Il secondo snodo, quello relativo al tradimento, riguarda la relazione con il testo che si legge. Il testo è fisso, codificato (alla lettera: è il codex dei romani). Il commento stimola il lavoro di significazione del testo, quella processualità interminabile di costruzione/decostruzione che, nell’esperienza di TwLetteratura, si traduce in una massa di riscritture e una nebulosa di commenti. Che differenza c’è fra riscrittura e commento? Riscrivere significa compiere un’operazione mimetica. Ma nella cultura del software la mimesi si manifesta più come capacità di cogliere nessi imprevisti che come imitazione. Interagire con un testo significa trasformarlo, operare su di esso un esercizio di manipolazione. D’altra parte anche la mera copiatura si dà come atto trasformativo: essa consiste nello spostamento di un testo da un luogo a un altro, e quindi nella sua collocazione di un contesto diverso rispetto a quello di partenza. In questa ricombinazione, conta più il processo dell’atto. Viviamo nell’epoca della sovrabbondanza testuale. Un’epoca in cui qualsiasi testo è già stato scritto ed è continuamente immesso nei circuiti telematici. Il focus creativo si sposta pertanto dal contenuto all’operazione. Non è creativo un contenuto originale, se non altro perché essere originali sembra diventato impossibile; è creativo, semmai, il lavoro di manipolazione, ricontestualizzazione e concettualizzazione svolto dall’autore su un contenuto preesistente. Per dirla con Kenneth Goldsmith «the act of writing is literally moving language from one place to another, boldly proclaiming that context is the new content» (Uncreative Writing. Managing Language in the Digital Age, 2011).

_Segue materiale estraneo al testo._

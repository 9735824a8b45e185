// Ultralytics 🚀 AGPL-3.0 License - https://ultralytics.com/license

/// 头盔检测 (Helmet Detection)
///
/// 子命令:
/// 1. image:  单张图片或图片目录
/// 2. video:  视频文件, 可输出标注视频
/// 3. webcam: 摄像头实时推理, Ctrl-C 停止
/// 4. devices: 列出摄像头
use std::path::{Path, PathBuf};
use std::process::ExitCode;

use anyhow::Result;
use clap::Parser;
use helmet_rs::cli::{self, Cli, Commands, ModelArgs};
use helmet_rs::input::get_camera_devices;
use helmet_rs::report::{self, ImageEntry, ImageReport, RunInfo, VideoReport};
use helmet_rs::visualizer::{check_font, FONT_NAME};
use helmet_rs::{DetectError, Detector};

#[global_allocator]
static GLOBAL: mimalloc::MiMalloc = mimalloc::MiMalloc;

fn main() -> ExitCode {
    env_logger::Builder::from_env(env_logger::Env::default().default_filter_or("info")).init();
    let args = Cli::parse();

    match run(args) {
        Ok(()) => ExitCode::SUCCESS,
        Err(e) => {
            eprintln!("❌ {:#}", e);
            ExitCode::FAILURE
        }
    }
}

fn run(args: Cli) -> Result<()> {
    let model_args = match &args.command {
        Commands::Devices => return list_devices(),
        Commands::Image { model, .. }
        | Commands::Video { model, .. }
        | Commands::Webcam { model, .. } => model.clone(),
    };

    // 输入不存在时不加载模型
    match &args.command {
        Commands::Image { source, .. } if !source.exists() => {
            return Err(DetectError::InvalidSource(source.clone()).into());
        }
        Commands::Video { source, .. } if !source.is_file() => {
            return Err(DetectError::InvalidSource(source.clone()).into());
        }
        _ => {}
    }

    // 标签字体 (首次运行时下载)
    if let Err(e) = check_font(FONT_NAME) {
        log::warn!("⚠️ 字体准备失败: {}, 标签将不绘制", e);
    }

    let mut detector = build_detector(&args.config, &model_args)?;

    match args.command {
        Commands::Image {
            source,
            output,
            show,
            json,
            keep_going,
            ..
        } => run_image(&mut detector, &source, output, show, json, keep_going),
        Commands::Video {
            source,
            output,
            show,
            json,
            ..
        } => run_video(&mut detector, &source, output, show, json),
        Commands::Webcam {
            camera, no_show, ..
        } => {
            detector.predict_webcam(camera, !no_show)?;
            Ok(())
        }
        Commands::Devices => Ok(()),
    }
}

fn build_detector(config: &Path, args: &ModelArgs) -> Result<Detector> {
    let mut detector = Detector::new(args.model.as_deref(), config)?;
    if let Some(conf) = args.conf {
        detector.set_conf_threshold(conf)?;
    }
    if let Some(iou) = args.iou {
        detector.set_iou_threshold(iou)?;
    }
    Ok(detector)
}

fn run_info(detector: &Detector) -> RunInfo {
    RunInfo::new(
        detector.model_path(),
        detector.conf_threshold(),
        detector.iou_threshold(),
    )
}

fn run_image(
    detector: &mut Detector,
    source: &Path,
    output: Option<PathBuf>,
    show: bool,
    json: Option<PathBuf>,
    keep_going: bool,
) -> Result<()> {
    let mut entries = Vec::new();

    if source.is_file() {
        let output = output.unwrap_or_else(|| cli::default_image_output(source));
        let result = detector.predict_image(source, Some(&output), show)?;
        println!("✅ 检测到 {} 个目标", result.count());
        for (bbox, label, conf) in result.detections() {
            println!(
                "   {} {:.2} [{:.0}, {:.0}, {:.0}, {:.0}]",
                label, conf, bbox[0], bbox[1], bbox[2], bbox[3]
            );
        }
        println!("💾 结果已保存到 {}", output.display());
        entries.push(ImageEntry::ok(source, Some(&output), &result));
    } else {
        let images = cli::collect_images(source)?;
        if images.is_empty() {
            println!("⚠️ {} 中没有图片", source.display());
            return Ok(());
        }
        if show {
            log::warn!("⚠️ 目录输入不支持 --show, 已忽略");
        }

        let save_dir = output.unwrap_or_else(|| PathBuf::from(cli::IMAGE_OUTPUT_DIR));
        println!("🔍 处理 {} 张图片...", images.len());

        let results = if keep_going {
            detector.predict_batch_isolated(&images, Some(&save_dir))
        } else {
            detector
                .predict_batch(&images, Some(&save_dir))?
                .into_iter()
                .map(Ok)
                .collect()
        };

        let mut total = 0;
        let mut failed = 0;
        for (path, result) in images.iter().zip(&results) {
            let name = path.file_name().map(|n| save_dir.join(n));
            match result {
                Ok(result) => {
                    total += result.count();
                    println!("   {}: {} 个目标", path.display(), result.count());
                    entries.push(ImageEntry::ok(path, name.as_deref(), result));
                }
                Err(e) => {
                    failed += 1;
                    println!("   {}: ❌ {}", path.display(), e);
                    entries.push(ImageEntry::failed(path, e));
                }
            }
        }
        let ok = images.len() - failed;
        println!(
            "✅ 完成 {} 张图片, 共 {} 个目标{}",
            ok,
            total,
            if failed > 0 {
                format!(", {} 张失败", failed)
            } else {
                String::new()
            }
        );
        println!("   平均每张: {:.2}", cli::average_per_image(total, ok));
        println!("💾 结果已保存到 {}", save_dir.display());
    }

    if let Some(json) = json {
        report::write_json(&json, &ImageReport::new(run_info(detector), entries))?;
    }
    Ok(())
}

fn run_video(
    detector: &mut Detector,
    source: &Path,
    output: Option<PathBuf>,
    show: bool,
    json: Option<PathBuf>,
) -> Result<()> {
    let output = output.unwrap_or_else(|| cli::default_video_output(source));
    let stats = detector.predict_video(source, Some(&output), show)?;

    println!("✅ 视频处理完成");
    println!("   总帧数: {}", stats.frames);
    println!("   总检测数: {}", stats.total_detections);
    println!("   平均每帧: {:.2}", stats.avg_detections_per_frame);
    println!("💾 结果已保存到 {}", output.display());

    if let Some(json) = json {
        let report = VideoReport {
            run: run_info(detector),
            source: source.to_path_buf(),
            output: Some(output),
            stats,
        };
        report::write_json(&json, &report)?;
    }
    Ok(())
}

fn list_devices() -> Result<()> {
    let devices = get_camera_devices();
    if devices.is_empty() {
        println!("⚠️ 未找到摄像头");
    } else {
        println!("📷 找到 {} 个摄像头:", devices.len());
        for (index, name) in devices {
            println!("   [{}] {}", index, name);
        }
    }
    Ok(())
}
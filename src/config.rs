// Ultralytics 🚀 AGPL-3.0 License - https://ultralytics.com/license

//! 检测配置 - 通过YAML文件调整参数
//!
//! ```yaml
//! model:
//!   path: models/best.onnx
//!   conf_threshold: 0.25
//!   iou_threshold: 0.45
//! classes:
//!   names: ["with helmet", "without helmet", "rider", "number plate"]
//! ```

use std::collections::BTreeMap;
use std::fs;
use std::path::{Path, PathBuf};

use serde::{Deserialize, Serialize};

use crate::error::{DetectError, Result};

/// 默认配置文件路径
pub const DEFAULT_CONFIG_PATH: &str = "config/config.yaml";

/// 完整配置
#[derive(Clone, Debug, Serialize, Deserialize)]
pub struct Config {
    pub model: ModelConfig,
    pub classes: ClassesConfig,
    #[serde(default)]
    pub visualizer: VisualizerConfig,
    #[serde(default)]
    pub video: VideoConfig,
}

/// 模型参数
#[derive(Clone, Debug, Serialize, Deserialize)]
pub struct ModelConfig {
    pub path: PathBuf,
    pub conf_threshold: f32, // 检测置信度阈值
    pub iou_threshold: f32,  // NMS IOU阈值
    #[serde(default = "default_imgsz")]
    pub imgsz: u32, // 模型输入尺寸
    #[serde(default = "default_device")]
    pub device: String, // cpu / cuda:0 / trt:0
}

/// 类别表
#[derive(Clone, Debug, Serialize, Deserialize)]
pub struct ClassesConfig {
    pub names: Vec<String>,
}

/// 绘制参数
#[derive(Clone, Debug, Serialize, Deserialize)]
pub struct VisualizerConfig {
    #[serde(default = "default_class_colors")]
    pub colors: BTreeMap<String, [u8; 3]>,
    #[serde(default = "default_line_width")]
    pub line_width: u32,
    #[serde(default)]
    pub font: Option<PathBuf>,
    #[serde(default = "default_font_size")]
    pub font_size: f32,
}

/// 视频/摄像头参数
#[derive(Clone, Debug, Serialize, Deserialize)]
pub struct VideoConfig {
    #[serde(default = "default_fps")]
    pub fps: u32, // 输出视频帧率
    #[serde(default = "default_camera_size")]
    pub camera_size: String,
    #[serde(default = "default_fps")]
    pub camera_fps: u32,
}

fn default_imgsz() -> u32 {
    640
}

fn default_device() -> String {
    "cpu".to_string()
}

fn default_line_width() -> u32 {
    2
}

fn default_font_size() -> f32 {
    20.0
}

fn default_fps() -> u32 {
    30
}

fn default_camera_size() -> String {
    "1280x720".to_string()
}

/// 头盔数据集的默认配色
pub fn default_class_colors() -> BTreeMap<String, [u8; 3]> {
    BTreeMap::from([
        ("with helmet".to_string(), [0, 255, 128]),
        ("without helmet".to_string(), [255, 51, 51]),
        ("rider".to_string(), [51, 255, 255]),
        ("number plate".to_string(), [224, 102, 255]),
    ])
}

impl Default for VisualizerConfig {
    fn default() -> Self {
        Self {
            colors: default_class_colors(),
            line_width: default_line_width(),
            font: None,
            font_size: default_font_size(),
        }
    }
}

impl Default for VideoConfig {
    fn default() -> Self {
        Self {
            fps: default_fps(),
            camera_size: default_camera_size(),
            camera_fps: default_fps(),
        }
    }
}

impl Config {
    /// 从YAML文件加载配置
    pub fn load(path: impl AsRef<Path>) -> Result<Self> {
        let path = path.as_ref();
        if !path.exists() {
            return Err(DetectError::ConfigNotFound(path.to_path_buf()));
        }
        let text = fs::read_to_string(path)?;
        let config: Config =
            serde_yaml::from_str(&text).map_err(|source| DetectError::ConfigParse {
                path: path.to_path_buf(),
                source,
            })?;
        config.validate()?;
        log::info!("✅ 配置已从 {} 加载", path.display());
        Ok(config)
    }

    /// 校验阈值范围与类别表
    pub fn validate(&self) -> Result<()> {
        check_threshold("model.conf_threshold", self.model.conf_threshold)?;
        check_threshold("model.iou_threshold", self.model.iou_threshold)?;
        if self.classes.names.is_empty() {
            return Err(DetectError::InvalidConfig(
                "classes.names must not be empty".to_string(),
            ));
        }
        if self.model.imgsz == 0 || self.model.imgsz % 32 != 0 {
            return Err(DetectError::InvalidConfig(format!(
                "model.imgsz must be a positive multiple of 32, got {}",
                self.model.imgsz
            )));
        }
        if self.video.fps == 0 {
            return Err(DetectError::InvalidConfig("video.fps must be > 0".to_string()));
        }
        Ok(())
    }

    pub fn catalog(&self) -> ClassCatalog {
        ClassCatalog::new(self.classes.names.clone())
    }
}

pub(crate) fn check_threshold(name: &str, value: f32) -> Result<()> {
    if (0.0..=1.0).contains(&value) {
        Ok(())
    } else {
        Err(DetectError::InvalidConfig(format!(
            "{name} must be within [0, 1], got {value}"
        )))
    }
}

/// 类别索引 → 类别名称 (检测器生命周期内不可变)
#[derive(Clone, Debug, PartialEq, Eq)]
pub struct ClassCatalog {
    names: Vec<String>,
}

impl ClassCatalog {
    pub fn new(names: Vec<String>) -> Self {
        Self { names }
    }

    pub fn get(&self, index: usize) -> Option<&str> {
        self.names.get(index).map(String::as_str)
    }

    pub fn len(&self) -> usize {
        self.names.len()
    }

    pub fn is_empty(&self) -> bool {
        self.names.is_empty()
    }

    pub fn names(&self) -> &[String] {
        &self.names
    }
}
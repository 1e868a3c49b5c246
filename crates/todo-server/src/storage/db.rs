//! SQLite todo table

use crate::models::Todo;
use lapak_core::database::open_pool;
use lapak_core::Result;
use sqlx::SqlitePool;

pub struct TodoDatabase {
    pool: SqlitePool,
}

impl TodoDatabase {
    pub async fn open(database_path: &str) -> Result<Self> {
        let pool = open_pool(database_path).await?;

        tracing::info!("Creating todo schema if absent...");
        Self::run_migrations(&pool).await?;

        Ok(Self { pool })
    }

    async fn run_migrations(pool: &SqlitePool) -> Result<()> {
        sqlx::query(
            r#"
            CREATE TABLE IF NOT EXISTS todos (
                id INTEGER PRIMARY KEY AUTOINCREMENT,
                text TEXT NOT NULL,
                completed INTEGER NOT NULL DEFAULT 0
            )
            "#,
        )
        .execute(pool)
        .await?;

        Ok(())
    }

    pub async fn load_all(&self) -> Result<Vec<Todo>> {
        let rows: Vec<Todo> = sqlx::query_as("SELECT id, text, completed FROM todos ORDER BY id")
            .fetch_all(&self.pool)
            .await?;
        Ok(rows)
    }

    pub async fn insert(&self, text: &str) -> Result<Todo> {
        let id = sqlx::query("INSERT INTO todos (text, completed) VALUES (?1, 0)")
            .bind(text)
            .execute(&self.pool)
            .await?
            .last_insert_rowid();

        Ok(Todo {
            id,
            text: text.to_string(),
            completed: false,
        })
    }

    pub async fn set_completed(&self, id: i64, completed: bool) -> Result<u64> {
        let result = sqlx::query("UPDATE todos SET completed = ?1 WHERE id = ?2")
            .bind(completed)
            .bind(id)
            .execute(&self.pool)
            .await?;
        Ok(result.rows_affected())
    }

    /// Returns the number of rows removed; an unknown id removes nothing.
    pub async fn delete(&self, id: i64) -> Result<u64> {
        let result = sqlx::query("DELETE FROM todos WHERE id = ?1")
            .bind(id)
            .execute(&self.pool)
            .await?;
        Ok(result.rows_affected())
    }

    #[cfg(test)]
    pub(crate) fn pool(&self) -> &SqlitePool {
        &self.pool
    }
}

Oggi le nostre enunciazioni intraprendono lunghi viaggi. Immesse nelle ecologie rizomatiche della Rete, sono soggette a trasformazioni non previste, producono nuove enunciazioni all’interno di un gioco senza fine. E in questo gioco senza fine, combinatorio e additivo, copiare non è reato. Segno di questa coazione a rifare sembra essere anche l’ampia diffusione della parodia, ovvero l’imitazione – deliberata, riconoscibile e in genere con intento caricaturale – di un’opera altrui. La cifra parodistica si addice alla Rete, perché in essa di manifesta il lavoro di manipolazione e ricontestualizzazione. Affidare un’enunciazione alla Rete significa attendere che altri se ne impossessino, la riperformino e le diano nuovo senso.